TIP: If you are having trouble with an abusive person on Twitter, you need to read Twitter’s official help page.
Why does being nice sometimes result in being ignored or treated rudely? It’s fair to expect that if we behave graciously towards someone, they will reciprocate.
Of course, you should research who you are talking to first. Some people don’t respond to people they don’t already know, and some accounts are automated. And if you’re not interesting or relevant, even when a real person reads your tweet they may not respond.
BUT: There’s a hidden problem you may be overlooking. Before you came along, there may have been someone just like you who seemed nice, said all the right things, but quickly turned into a jerk. So when you contact popular Twitter accounts that have a real person responding, realize that your courtesy may be seen as probable manipulation, rather than “here’s a nice person.”

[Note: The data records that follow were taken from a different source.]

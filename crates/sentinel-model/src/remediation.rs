//! Remediation actions, proposals and execution results

use crate::pipeline::PipelineRef;
use chrono::{DateTime, Utc};
use serde::{Deserialize, Serialize};
use std::collections::BTreeMap;
use ulid::Ulid;

/// Unique action identifier (ULID for sortability)
#[derive(Debug, Clone, Copy, PartialEq, Eq, PartialOrd, Ord, Hash, Serialize, Deserialize)]
pub struct ActionId(pub Ulid);

impl ActionId {
    /// Generate new action ID
    #[inline]
    #[must_use]
    pub fn new() -> Self {
        Self(Ulid::new())
    }
}

impl Default for ActionId {
    fn default() -> Self {
        Self::new()
    }
}

impl std::fmt::Display for ActionId {
    fn fmt(&self, f: &mut std::fmt::Formatter<'_>) -> std::fmt::Result {
        write!(f, "{}", self.0)
    }
}

/// Kind of remote operation an action performs
#[derive(Debug, Clone, Copy, PartialEq, Eq, Hash, Serialize, Deserialize)]
#[serde(rename_all = "snake_case")]
pub enum ActionType {
    RerunPipeline,
    RerunFailedJobs,
    RollbackDeployment,
    CancelPipeline,
    RetryWithDebug,
    NotifySlack,
    NotifyEmail,
}

impl ActionType {
    #[must_use]
    pub const fn as_str(self) -> &'static str {
        match self {
            Self::RerunPipeline => "rerun_pipeline",
            Self::RerunFailedJobs => "rerun_failed_jobs",
            Self::RollbackDeployment => "rollback_deployment",
            Self::CancelPipeline => "cancel_pipeline",
            Self::RetryWithDebug => "retry_with_debug",
            Self::NotifySlack => "notify_slack",
            Self::NotifyEmail => "notify_email",
        }
    }
}

impl std::fmt::Display for ActionType {
    fn fmt(&self, f: &mut std::fmt::Formatter<'_>) -> std::fmt::Result {
        f.write_str(self.as_str())
    }
}

/// A single concrete remote operation targeting a pipeline
#[derive(Debug, Clone, PartialEq, Serialize, Deserialize)]
pub struct RemediationAction {
    pub id: ActionId,
    pub action_type: ActionType,
    pub target: PipelineRef,
    pub description: String,
    /// Must be approved by a human before dispatch
    pub requires_confirmation: bool,
    #[serde(default)]
    pub parameters: BTreeMap<String, String>,
}

impl RemediationAction {
    /// New action; confirmation is required unless explicitly waived
    #[must_use]
    pub fn new(action_type: ActionType, target: PipelineRef, description: impl Into<String>) -> Self {
        Self {
            id: ActionId::new(),
            action_type,
            target,
            description: description.into(),
            requires_confirmation: true,
            parameters: BTreeMap::new(),
        }
    }

    /// Add a string parameter
    #[inline]
    #[must_use]
    pub fn with_parameter(mut self, key: impl Into<String>, value: impl Into<String>) -> Self {
        self.parameters.insert(key.into(), value.into());
        self
    }

    #[inline]
    #[must_use]
    pub fn parameter(&self, key: &str) -> Option<&str> {
        self.parameters.get(key).map(String::as_str)
    }
}

/// Severity of a failure as judged by the proposal generator
#[derive(Debug, Clone, Copy, PartialEq, Eq, PartialOrd, Ord, Hash, Serialize, Deserialize)]
#[serde(rename_all = "snake_case")]
pub enum Severity {
    Low,
    Medium,
    High,
    Critical,
}

impl std::fmt::Display for Severity {
    fn fmt(&self, f: &mut std::fmt::Formatter<'_>) -> std::fmt::Result {
        let s = match self {
            Self::Low => "low",
            Self::Medium => "medium",
            Self::High => "high",
            Self::Critical => "critical",
        };
        f.write_str(s)
    }
}

/// Consent-pending bundle of remediation actions with rationale
///
/// Immutable once built: fields are private and exposed through accessors so
/// a pending proposal cannot be edited between proposal and consent. Only
/// serialized; proposals are always built through [`RemediationProposal::new`].
#[derive(Debug, Clone, PartialEq, Serialize)]
pub struct RemediationProposal {
    target: PipelineRef,
    failure_type: String,
    reason: String,
    actions: Vec<RemediationAction>,
    severity: Severity,
    confidence: f64,
    estimated_time: String,
    warning: Option<String>,
    created_at: DateTime<Utc>,
}

impl RemediationProposal {
    /// Build a proposal. Confidence is clamped to `[0, 1]`.
    #[must_use]
    pub fn new(
        target: PipelineRef,
        failure_type: impl Into<String>,
        reason: impl Into<String>,
        actions: Vec<RemediationAction>,
        severity: Severity,
        confidence: f64,
        estimated_time: impl Into<String>,
    ) -> Self {
        Self {
            target,
            failure_type: failure_type.into(),
            reason: reason.into(),
            actions,
            severity,
            confidence: clamp_unit(confidence),
            estimated_time: estimated_time.into(),
            warning: None,
            created_at: Utc::now(),
        }
    }

    #[inline]
    #[must_use]
    pub fn with_warning(mut self, warning: impl Into<String>) -> Self {
        self.warning = Some(warning.into());
        self
    }

    #[inline]
    #[must_use]
    pub fn target(&self) -> &PipelineRef {
        &self.target
    }

    #[inline]
    #[must_use]
    pub fn pipeline_id(&self) -> &str {
        &self.target.id
    }

    #[inline]
    #[must_use]
    pub fn failure_type(&self) -> &str {
        &self.failure_type
    }

    #[inline]
    #[must_use]
    pub fn reason(&self) -> &str {
        &self.reason
    }

    #[inline]
    #[must_use]
    pub fn actions(&self) -> &[RemediationAction] {
        &self.actions
    }

    /// Consume the proposal, yielding its ordered action list
    #[inline]
    #[must_use]
    pub fn into_actions(self) -> Vec<RemediationAction> {
        self.actions
    }

    #[inline]
    #[must_use]
    pub fn severity(&self) -> Severity {
        self.severity
    }

    #[inline]
    #[must_use]
    pub fn confidence(&self) -> f64 {
        self.confidence
    }

    #[inline]
    #[must_use]
    pub fn estimated_time(&self) -> &str {
        &self.estimated_time
    }

    #[inline]
    #[must_use]
    pub fn warning(&self) -> Option<&str> {
        self.warning.as_deref()
    }

    #[inline]
    #[must_use]
    pub fn created_at(&self) -> DateTime<Utc> {
        self.created_at
    }

    /// True when the proposal carries no automatic actions
    #[inline]
    #[must_use]
    pub fn is_manual_only(&self) -> bool {
        self.actions.is_empty()
    }
}

/// Outcome of executing one action
#[derive(Debug, Clone, PartialEq, Serialize, Deserialize)]
pub struct ActionResult {
    pub success: bool,
    pub message: String,
    pub timestamp: DateTime<Utc>,
    #[serde(default)]
    pub details: BTreeMap<String, String>,
}

impl ActionResult {
    #[must_use]
    pub fn success(message: impl Into<String>) -> Self {
        Self {
            success: true,
            message: message.into(),
            timestamp: Utc::now(),
            details: BTreeMap::new(),
        }
    }

    #[must_use]
    pub fn failure(message: impl Into<String>) -> Self {
        Self {
            success: false,
            message: message.into(),
            timestamp: Utc::now(),
            details: BTreeMap::new(),
        }
    }

    #[inline]
    #[must_use]
    pub fn with_detail(mut self, key: impl Into<String>, value: impl Into<String>) -> Self {
        self.details.insert(key.into(), value.into());
        self
    }
}

/// Aggregate outcome of executing a proposal's action list
#[derive(Debug, Clone, PartialEq, Serialize, Deserialize)]
pub struct RemediationResult {
    /// Logical AND of every action result
    pub success: bool,
    pub message: String,
    pub results: Vec<ActionResult>,
}

impl RemediationResult {
    /// Failure with no actions executed
    #[must_use]
    pub fn failure(message: impl Into<String>) -> Self {
        Self {
            success: false,
            message: message.into(),
            results: Vec::new(),
        }
    }

    /// Aggregate per-action results in execution order
    #[must_use]
    pub fn from_results(results: Vec<ActionResult>) -> Self {
        let total = results.len();
        let succeeded = results.iter().filter(|r| r.success).count();
        let success = succeeded == total;
        let message = if total == 0 {
            "no actions to execute".to_string()
        } else if success {
            format!("{succeeded} of {total} actions succeeded")
        } else {
            format!("{} of {total} actions failed", total - succeeded)
        };

        Self {
            success,
            message,
            results,
        }
    }

    #[inline]
    #[must_use]
    pub fn failed_count(&self) -> usize {
        self.results.iter().filter(|r| !r.success).count()
    }
}

#[inline]
fn clamp_unit(value: f64) -> f64 {
    if value.is_nan() {
        0.0
    } else {
        value.clamp(0.0, 1.0)
    }
}
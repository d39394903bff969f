//! CI Sentinel history analyzers
//!
//! Read models computed on demand from pipeline history snapshots:
//! - Cascade risk: downstream runs exposed to a failure
//! - Flaky detection: unstable pass/fail sequences per branch
//! - Changelog correlation: the commit most likely behind a failure
//! - Deployment windows: hour/weekday slots with good or bad track records
//!
//! All analyzers are pure. Sparse or empty history gives a low-confidence or
//! empty result, never an error.

#![warn(unreachable_pub)]
#![allow(missing_docs)]

pub mod cascade;
pub mod changelog;
pub mod deployment_window;
pub mod flaky;
pub mod narrative;

pub use cascade::{CascadeRisk, CascadeRiskAnalyzer, RiskLevel};
pub use changelog::{ChangelogAnalysis, ChangelogCorrelationAnalyzer, SuspiciousCommit};
pub use deployment_window::{
    BucketStats, DecisionBasis, DeploymentDecision, DeploymentRecommendation, DeploymentWindow,
    DeploymentWindowAdvisor,
};
pub use flaky::{FlakyPattern, FlakyTestDetector, FlakyTestReport};
pub use narrative::{fallback_for, narrate, narrate_or};

/// Prelude module for common imports
pub mod prelude {
    //! Common imports for the analyzers
    pub use crate::{
        CascadeRiskAnalyzer, ChangelogCorrelationAnalyzer, DeploymentWindowAdvisor,
        FlakyTestDetector,
    };
}
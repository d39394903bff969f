//! Flaky run detection
//!
//! Groups history by `repository:branch` and scores each group's pass/fail
//! sequence for instability.
//!
//! Score components (clamped to 0..=100):
//! - 40 when the failure rate is within [0.1, 0.9]
//! - 30 when more than 60% of adjacent runs change status
//! - 20 when at least two failures sit between two successes
//! - 10 when no status repeats three or more times in a row

use sentinel_model::{PipelineRun, PipelineStatus, SentinelConfig};
use serde::{Deserialize, Serialize};
use std::collections::BTreeMap;

/// Score at or above which a group is reported flaky
pub const FLAKY_THRESHOLD: u32 = 40;

const ALTERNATION_THRESHOLD: f64 = 0.6;
const MIN_INTERMITTENT_FAILURES: usize = 2;
const STABLE_STREAK: usize = 3;

/// Instability pattern observed in a run sequence
#[derive(Debug, Clone, Copy, PartialEq, Eq, Hash, Serialize, Deserialize)]
#[serde(rename_all = "snake_case")]
pub enum FlakyPattern {
    /// Failure rate is neither near zero nor near one
    MixedOutcomes,
    /// Status flips between most adjacent runs
    Alternating,
    /// Isolated failures surrounded by successes
    Intermittent,
    /// No long streak of identical statuses
    NoStableStreak,
}

impl FlakyPattern {
    #[must_use]
    pub const fn weight(self) -> u32 {
        match self {
            Self::MixedOutcomes => 40,
            Self::Alternating => 30,
            Self::Intermittent => 20,
            Self::NoStableStreak => 10,
        }
    }
}

/// Flakiness assessment for one repository/branch
#[derive(Debug, Clone, PartialEq, Serialize, Deserialize)]
pub struct FlakyTestReport {
    pub repository: String,
    pub branch: String,
    pub total_runs: usize,
    pub failure_count: usize,
    pub failure_rate: f64,
    /// Fraction of adjacent run pairs whose status differs
    pub alternation_rate: f64,
    pub intermittent_failures: usize,
    pub longest_streak: usize,
    pub flakiness_score: u32,
    pub is_flaky: bool,
    pub confidence: f64,
    pub patterns: Vec<FlakyPattern>,
    pub recommendation: String,
}

/// Statistical flaky-run detector
#[derive(Debug, Clone, Copy)]
pub struct FlakyTestDetector {
    min_runs: usize,
}

impl FlakyTestDetector {
    /// Default minimum sample size per group
    pub const DEFAULT_MIN_RUNS: usize = 10;

    #[inline]
    #[must_use]
    pub fn new() -> Self {
        Self::default()
    }

    #[must_use]
    pub fn from_config(config: &SentinelConfig) -> Self {
        Self::new().with_min_runs(config.flaky.min_runs)
    }

    #[inline]
    #[must_use]
    pub fn with_min_runs(mut self, min_runs: usize) -> Self {
        self.min_runs = min_runs;
        self
    }

    #[inline]
    #[must_use]
    pub fn min_runs(&self) -> usize {
        self.min_runs
    }

    /// Analyze every qualifying group, most flaky first
    #[must_use]
    pub fn detect(&self, history: &[PipelineRun]) -> Vec<FlakyTestReport> {
        let mut groups: BTreeMap<(&str, &str), Vec<&PipelineRun>> = BTreeMap::new();
        for run in history {
            groups
                .entry((run.repository.as_str(), run.branch.as_str()))
                .or_default()
                .push(run);
        }

        let mut reports: Vec<FlakyTestReport> = groups
            .into_iter()
            .filter(|(key, runs)| {
                let enough = runs.len() >= self.min_runs;
                if !enough {
                    tracing::trace!(repository = key.0, branch = key.1, runs = runs.len(), "skipping sparse group");
                }
                enough
            })
            .map(|((repository, branch), mut runs)| {
                runs.sort_by_key(|run| run.started_at);
                let statuses: Vec<PipelineStatus> = runs.iter().map(|run| run.status).collect();
                score_sequence(repository, branch, &statuses)
            })
            .collect();

        reports.sort_by(|a, b| b.flakiness_score.cmp(&a.flakiness_score));
        reports
    }

    /// Analyze a single repository/branch, if it has enough runs
    #[must_use]
    pub fn detect_for(
        &self,
        repository: &str,
        branch: &str,
        history: &[PipelineRun],
    ) -> Option<FlakyTestReport> {
        let runs: Vec<PipelineRun> = history
            .iter()
            .filter(|run| run.repository == repository && run.branch == branch)
            .cloned()
            .collect();
        self.detect(&runs).into_iter().next()
    }
}

impl Default for FlakyTestDetector {
    fn default() -> Self {
        Self {
            min_runs: Self::DEFAULT_MIN_RUNS,
        }
    }
}

/// Score an ordered status sequence
#[must_use]
pub fn score_sequence(repository: &str, branch: &str, statuses: &[PipelineStatus]) -> FlakyTestReport {
    let total = statuses.len();
    let failure_count = statuses
        .iter()
        .filter(|s| **s == PipelineStatus::Failure)
        .count();
    let failure_rate = ratio(failure_count, total);

    let changes = statuses.windows(2).filter(|w| w[0] != w[1]).count();
    let alternation_rate = ratio(changes, total.saturating_sub(1));

    let intermittent_failures = statuses
        .windows(3)
        .filter(|w| {
            w[0] == PipelineStatus::Success
                && w[1] == PipelineStatus::Failure
                && w[2] == PipelineStatus::Success
        })
        .count();

    let longest_streak = longest_streak(statuses);

    let mut patterns = Vec::new();
    if (0.1..=0.9).contains(&failure_rate) {
        patterns.push(FlakyPattern::MixedOutcomes);
    }
    if alternation_rate > ALTERNATION_THRESHOLD {
        patterns.push(FlakyPattern::Alternating);
    }
    if intermittent_failures >= MIN_INTERMITTENT_FAILURES {
        patterns.push(FlakyPattern::Intermittent);
    }
    if longest_streak < STABLE_STREAK {
        patterns.push(FlakyPattern::NoStableStreak);
    }

    let flakiness_score = patterns.iter().map(|p| p.weight()).sum::<u32>().min(100);
    let is_flaky = flakiness_score >= FLAKY_THRESHOLD;
    let confidence =
        (sample_confidence(total) + f64::from(flakiness_score) / 100.0) / 2.0;

    FlakyTestReport {
        repository: repository.to_string(),
        branch: branch.to_string(),
        total_runs: total,
        failure_count,
        failure_rate,
        alternation_rate,
        intermittent_failures,
        longest_streak,
        flakiness_score,
        is_flaky,
        confidence: confidence.clamp(0.0, 1.0),
        patterns,
        recommendation: recommendation(flakiness_score, failure_rate).to_string(),
    }
}

/// Confidence contributed by sample size alone
#[must_use]
pub fn sample_confidence(runs: usize) -> f64 {
    match runs {
        n if n >= 50 => 0.95,
        n if n >= 30 => 0.85,
        n if n >= 20 => 0.75,
        n if n >= 10 => 0.65,
        _ => 0.50,
    }
}

fn recommendation(score: u32, failure_rate: f64) -> &'static str {
    if score >= 70 {
        "Highly unstable: quarantine the affected tests and investigate shared state, ordering and timing dependencies"
    } else if score >= FLAKY_THRESHOLD {
        "Likely flaky: enable automatic retry for this branch and track the failing tests"
    } else if failure_rate > 0.9 {
        "Consistently failing: this is a real breakage, not flakiness"
    } else {
        "Stable: no action needed"
    }
}

fn longest_streak(statuses: &[PipelineStatus]) -> usize {
    let mut longest = 0;
    let mut current = 0;
    let mut previous = None;
    for status in statuses {
        if previous == Some(status) {
            current += 1;
        } else {
            current = 1;
            previous = Some(status);
        }
        longest = longest.max(current);
    }
    longest
}

#[allow(clippy::cast_precision_loss)]
fn ratio(part: usize, whole: usize) -> f64 {
    if whole == 0 {
        0.0
    } else {
        part as f64 / whole as f64
    }
}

You need to understand the kind of people that came before you.
Myself, most of the time, I don’t mind rudeness or complaints or attempted manipulation too much. Often, it just makes me laugh. Sometimes, it makes me feel compassion for someone who is obviously overwhelmed. Other times I barely notice it. (I’m not paid to do this, I don’t work for Twitter, I’m just here to help.)
I know some people just have bad manners, or are having a bad day…over and over again. I accept that only a small percentage of the time am I thanked for my help. I know many people are contacting me to try to sell me something or manipulate me into doing something for them.
Regardless, I answer all reasonable questions that I can understand.
But you need to know that other people’s bad behavior may make me suspicious of your behavior if you suddenly change your tone. I have a very low tolerance for people acting nice solely to manipulate me, who then make it obvious by changing their behavior.
I’m still to this day amazed by people who have such good manners and graciously worded requests turning so rude or unresponsive or downright insane (e.g. “why can’t you give me your other Twitter account?”). Manipulative people who gain what they want (or didn’t) and then turn off their “Mr/Ms nice act” still shock me. You would think there wouldn’t be that many of these people. You would be wrong.
However, sometimes it has turned out to be a communication problem.
What you can do to get a good response to your request
First, when asking for assistance, sometimes it helps to be clear about both what you’re asking for and why you’re asking. It makes your request clearer.
I had someone once ask me nicely to repeat a tweet I had just sent about them. When I explained that I don’t send out multiple tweets about someone just because they ask me to, they started sending multiple tweets about what a jerk I was to their f0llowers. Of course, turns out we both misunderstood what the other person was saying. If they had said more about why they were asking, I would have immediately understood. The missing “why” set off a major communication misfire.
Second, if someone is treating you nice but suddenly treats you poorly, one strategy is to immediately act as if a miscommunication has occurred. Stop talking about the topic and start talking about the communication, e.g. apologize, and then say something like “it appears I’ve communicated badly somehow, can you help me understand my mistake?” It’s amazing how what is really a small amount of effort can prevent a major misfire sometimes.